Eine Veränderung in der Vereinskultur an sich nimmt auch Andreas Rettig wahr. Der DFB-Geschäftsführer beschreibt das Vereinsheim als eine “zweite Heimat”, als einen “Ort der Begegnung. Die Rentner haben Skat gespielt in der Ecke, Eltern haben gewartet, bis die Kinder mit dem Training fertig waren. Du hattest ein anderes Wir-Gefühl. Das nehme ich so heute nicht mehr wahr”, sagt er zu t-online.
Rettig glaubt: “Wenn das Modell Vereinsheim als Begegnungsstätte wieder moderner wird, können wir dort etwas verändern und auch in anderen Bereichen etwas auslösen, um den Stellenwert von Sport und Bewegung zu verbessern.”
Sport findet aber nicht nur in Vereinen statt.
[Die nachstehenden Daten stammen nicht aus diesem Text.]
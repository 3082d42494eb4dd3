use std::path::PathBuf;

use thiserror::Error;

use crate::wrapper::TemplateError;

pub const USAGE: &str = "Usage: dcc [--valgrind|--memory|--leak-check|--no-explanations|--no-shared-libasan|--no-embed-source] [clang-arguments] <c-files>";

/// Fatal driver errors. Compiler failures are not errors: their exit status
/// is propagated as-is by the executor.
#[derive(Debug, Error)]
pub enum DriverError {
    #[error("{USAGE}")]
    Usage,

    #[error("will not overwrite {} with machine code", .0.display())]
    WouldOverwriteSource(PathBuf),

    #[error("Can not get version information for '{0}'")]
    ToolchainProbe(String),

    #[error("uninitialized value checking not supported on 32-bit architectures")]
    UnsupportedConfiguration,

    #[error("failed to run {program}: {source}")]
    Spawn {
        program: String,
        #[source]
        source: std::io::Error,
    },

    #[error("internal error: {0}")]
    Template(#[from] TemplateError),

    #[error("I/O error: {0}")]
    Io(#[from] std::io::Error),
}

impl DriverError {
    pub fn exit_code(&self) -> i32 {
        1
    }
}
Viele vereinslose Erwachsene sind in Fitnessstudios angemeldet, gehen joggen oder machen Online-Kurse aus dem heimischen Wohnzimmer. Kinder hingegen sind abhängiger von einer Vereinszugehörigkeit. Denn in der Schule ist Bewegung zweitrangig. Die Lebensrealität in der Freizeit ist zudem eine andere. Auf dem Bolzplatz, der Straße oder im Wald nebenan zu spielen, ist oft weniger attraktiv als das Zocken am Smartphone.
Tim Frohwein berichtet: “Wir merken vielen Schulkindern auch an, dass wenig sportliche Aktivität da ist. Bei denen sind bestimmte Bewegungsabläufe nicht vorhanden, weil sie zu viel sitzen, zu viel am Handy oder der Konsole spielen. Das ist ein Problem, weil wir im Kindesalter die Grundlage für unseren Körper schaffen.”
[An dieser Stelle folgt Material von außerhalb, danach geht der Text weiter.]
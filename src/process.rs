//! Child process execution.
//!
//! Every compiler, probe and companion invocation goes through a
//! [`CommandRunner`] so the driver's control flow can be exercised without a
//! real toolchain.

use std::ffi::OsString;
use std::fmt;
use std::io::{Read, Write};
use std::process::{Command, ExitStatus, Stdio};

use itertools::Itertools;

use crate::error::DriverError;

/// A program and its arguments, in order.
#[derive(Debug, Clone, PartialEq, Eq)]
pub struct CompilerCommand {
    pub program: String,
    pub args: Vec<String>,
}

impl CompilerCommand {
    pub fn new(program: impl Into<String>) -> Self {
        CompilerCommand {
            program: program.into(),
            args: Vec::new(),
        }
    }

    pub fn arg(mut self, arg: impl Into<String>) -> Self {
        self.args.push(arg.into());
        self
    }

    pub fn args<I, S>(mut self, args: I) -> Self
    where
        I: IntoIterator<Item = S>,
        S: Into<String>,
    {
        self.args.extend(args.into_iter().map(Into::into));
        self
    }

    /// Drops every argument equal to one of `unwanted`.
    pub fn without(&self, unwanted: &[&str]) -> Self {
        CompilerCommand {
            program: self.program.clone(),
            args: self
                .args
                .iter()
                .filter(|a| !unwanted.contains(&a.as_str()))
                .cloned()
                .collect(),
        }
    }

    pub fn contains(&self, arg: &str) -> bool {
        self.args.iter().any(|a| a == arg)
    }

    fn spawn_error(&self, source: std::io::Error) -> DriverError {
        DriverError::Spawn {
            program: self.program.clone(),
            source,
        }
    }
}

impl fmt::Display for CompilerCommand {
    fn fmt(&self, f: &mut fmt::Formatter<'_>) -> fmt::Result {
        write!(f, "{}", std::iter::once(&self.program).chain(&self.args).join(" "))
    }
}

/// What to connect to the child's stdin.
#[derive(Debug, Clone, Copy)]
pub enum Input<'a> {
    Null,
    Text(&'a str),
}

/// Combined stdout and stderr of a finished child, plus its exit code.
#[derive(Debug, Clone, Default, PartialEq, Eq)]
pub struct CommandOutput {
    pub text: String,
    pub code: i32,
}

impl CommandOutput {
    pub fn success(&self) -> bool {
        self.code == 0
    }
}

pub trait CommandRunner {
    /// Runs the command to completion, capturing its merged output.
    fn capture(&mut self, command: &CompilerCommand, input: Input<'_>) -> Result<CommandOutput, DriverError>;

    /// Runs the command with inherited stdio and returns its exit code.
    fn status(&mut self, command: &CompilerCommand) -> Result<i32, DriverError>;
}

/// Runs commands as real child processes with the driver's search path.
pub struct SystemRunner {
    search_path: OsString,
}

impl SystemRunner {
    pub fn new(search_path: OsString) -> Self {
        SystemRunner { search_path }
    }

    fn command(&self, command: &CompilerCommand) -> Command {
        let mut cmd = Command::new(&command.program);
        cmd.args(&command.args).env("PATH", &self.search_path);
        cmd
    }
}

impl CommandRunner for SystemRunner {
    fn capture(&mut self, command: &CompilerCommand, input: Input<'_>) -> Result<CommandOutput, DriverError> {
        let (mut reader, writer) = std::io::pipe().map_err(|e| command.spawn_error(e))?;
        let writer_err = writer.try_clone().map_err(|e| command.spawn_error(e))?;

        // the Command owns the parent's copies of the write end; it must be
        // dropped before reading or the pipe never reaches EOF
        let mut child = {
            let mut cmd = self.command(command);
            cmd.stdout(writer).stderr(writer_err);
            match input {
                Input::Null => cmd.stdin(Stdio::null()),
                Input::Text(_) => cmd.stdin(Stdio::piped()),
            };
            cmd.spawn().map_err(|e| command.spawn_error(e))?
        };

        let stdin = child.stdin.take();
        let mut raw = Vec::new();
        std::thread::scope(|scope| {
            if let (Some(mut stdin), Input::Text(text)) = (stdin, input) {
                scope.spawn(move || {
                    // a compiler that gives up early closes its stdin
                    let _ = stdin.write_all(text.as_bytes());
                });
            }
            reader.read_to_end(&mut raw)
        })?;

        let status = child.wait()?;
        Ok(CommandOutput {
            text: String::from_utf8_lossy(&raw).into_owned(),
            code: exit_code(status),
        })
    }

    fn status(&mut self, command: &CompilerCommand) -> Result<i32, DriverError> {
        let status = self
            .command(command)
            .status()
            .map_err(|e| command.spawn_error(e))?;
        Ok(exit_code(status))
    }
}

/// Exit code as a shell would report it.
fn exit_code(status: ExitStatus) -> i32 {
    #[cfg(unix)]
    {
        use std::os::unix::process::ExitStatusExt;
        if let Some(signal) = status.signal() {
            return 128 + signal;
        }
    }
    status.code().unwrap_or(1)
}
Laut dem Digitalverband Bitkom besitzen inzwischen rund zwei Drittel (65 Prozent) der 6- bis 18-jährigen Kinder und Jugendlichen hierzulande ein eigenes Smartphone. Leo-Jonathan Teßmann, Sportwissenschaftler und Nachwuchsfußballtrainer beim Zweitligisten Hertha BSC, sagt daher: “Lernen und Spielen findet heutzutage nur noch institutionell statt. Wenn man mit einer Gruppe von Kindern in einen großen Wald geht und sagt: Wir treffen uns in drei Stunden wieder, spielt einfach und habt Spaß, dann fragen die sich: Was sollen wir jetzt machen? Der Wald ist eigentlich ein Paradies für kindliches Spielen, sie kommen aber auf keine Ideen, wie sie diese Spielzeit füllen sollen.”
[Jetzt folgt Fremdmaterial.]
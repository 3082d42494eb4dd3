//! Compiler driver module

pub mod cli;
pub mod compiler;
pub mod output;

use std::io::{self, Write};

use log::debug;

use crate::embed::{FileTree, HELPER_SCRIPTS};
use crate::error::DriverError;
use crate::process::{CommandRunner, CompilerCommand, SystemRunner};
use crate::toolchain::HostInfo;

pub use cli::{Cli, Config, DriverEnv, Resolution};
pub use compiler::{CompilerDriver, Stage};
pub use output::{EXPLAINER, Reporter};

/// Monitor script run in watch mode.
const VALGRIND_MONITOR: &str = HELPER_SCRIPTS[2];

/// Carries out a resolved invocation and returns the exit code.
pub fn dispatch(resolution: Resolution, env: &DriverEnv, out: &mut impl Write) -> Result<i32, DriverError> {
    let mut runner = SystemRunner::new(env.search_path.as_os_str().to_owned());
    match resolution {
        Resolution::Version => {
            writeln!(out, "dcc version {}", cli::VERSION)?;
            Ok(0)
        }
        Resolution::Help => {
            write!(out, "{}", cli::HELP)?;
            Ok(0)
        }
        Resolution::WatchValgrind => watch_valgrind(env, &mut runner),
        Resolution::Compile(config) => {
            let host = HostInfo::detect(&env.search_path);
            let reporter = Reporter::new(env.search_path.find(EXPLAINER), io::stderr());
            CompilerDriver::new(config, env, host, &mut runner, &FileTree, reporter).run()
        }
    }
}

/// Runs the valgrind monitor on the driver's stdin, which the
/// instrumented program connects to valgrind's error stream.
pub fn watch_valgrind(env: &DriverEnv, runner: &mut dyn CommandRunner) -> Result<i32, DriverError> {
    let script = env.helper_dir.join(VALGRIND_MONITOR);
    if !script.is_file() {
        return Err(io::Error::new(io::ErrorKind::NotFound, format!("{} not found", script.display())).into());
    }
    let command = CompilerCommand::new("python3").arg("-E").arg(script.to_string_lossy());
    debug!("{command}");
    runner.status(&command)
}
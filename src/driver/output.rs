//! Compiler diagnostics output
//!
//! Captured compiler output is either written as-is or handed to the
//! `dcc-explain` companion, which adds plain-language explanations.

use std::io::Write;
use std::path::{Path, PathBuf};

use log::debug;

use crate::error::DriverError;
use crate::process::{CommandRunner, CompilerCommand, Input};

use super::cli::Config;

/// Companion executable that explains compiler messages.
pub const EXPLAINER: &str = "dcc-explain";

pub struct Reporter<W: Write> {
    explainer: Option<PathBuf>,
    sink: W,
}

impl<W: Write> Reporter<W> {
    pub fn new(explainer: Option<PathBuf>, sink: W) -> Self {
        Reporter { explainer, sink }
    }

    /// Writes compiler output, explained when possible.
    ///
    /// Falls back to the raw text if explanations are off, the explainer is
    /// not installed, or it fails.
    pub fn report(&mut self, text: &str, config: &Config, runner: &mut dyn CommandRunner) -> Result<(), DriverError> {
        if config.explanations
            && let Some(explainer) = &self.explainer
        {
            let command = explain_command(explainer, config);
            match runner.capture(&command, Input::Text(text)) {
                Ok(out) if out.success() => {
                    self.sink.write_all(out.text.as_bytes())?;
                    return Ok(());
                }
                Ok(out) => debug!("{} exited with status {}", command.program, out.code),
                Err(e) => debug!("{e}"),
            }
        }
        self.sink.write_all(text.as_bytes())?;
        self.sink.flush()?;
        Ok(())
    }

    pub fn sink(&self) -> &W {
        &self.sink
    }
}

fn explain_command(explainer: &Path, config: &Config) -> CompilerCommand {
    CompilerCommand::new(explainer.to_string_lossy())
        .arg(format!("--max-explanations={}", config.max_explanations))
        .arg(if config.colorize { "--colorize" } else { "--no-colorize" })
}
Das merken Teßmann und seine Kollegen auch bei ihrer Arbeit bei Hertha BSC. Sie arbeiten gelegentlich mit sogenannten “freien Spielzeiten” vor dem Training. Eine Stunde vor dem offiziellen Trainingsbeginn werden der Fußballplatz und alle Materialien zur Verfügung gestellt. “Was wir uns natürlich damit erhoffen, ist, dass wir so ein bisschen Bolzplatzkultur wieder zurückbringen, dass die Kinder einfach die Spiele spielen, die wir früher gespielt haben. Dass sie kreativ werden, sich etwas einfallen lassen.” Die Realität sieht aber anders aus. “Was passiert, ist aber meistens, dass sich einfach einer ins Tor stellt und die anderen aus zehn Metern raufschießen. Die Kinder sind in so einer Art Konsumhaltung. Sie kommen in den Verein und erwarten, dass sie jetzt bespaßt werden und gesagt bekommen, was sie zu tun haben. Sie sind gar nicht mehr in dem Erlebnismodus, wie wir das früher waren. Das ist auffällig.”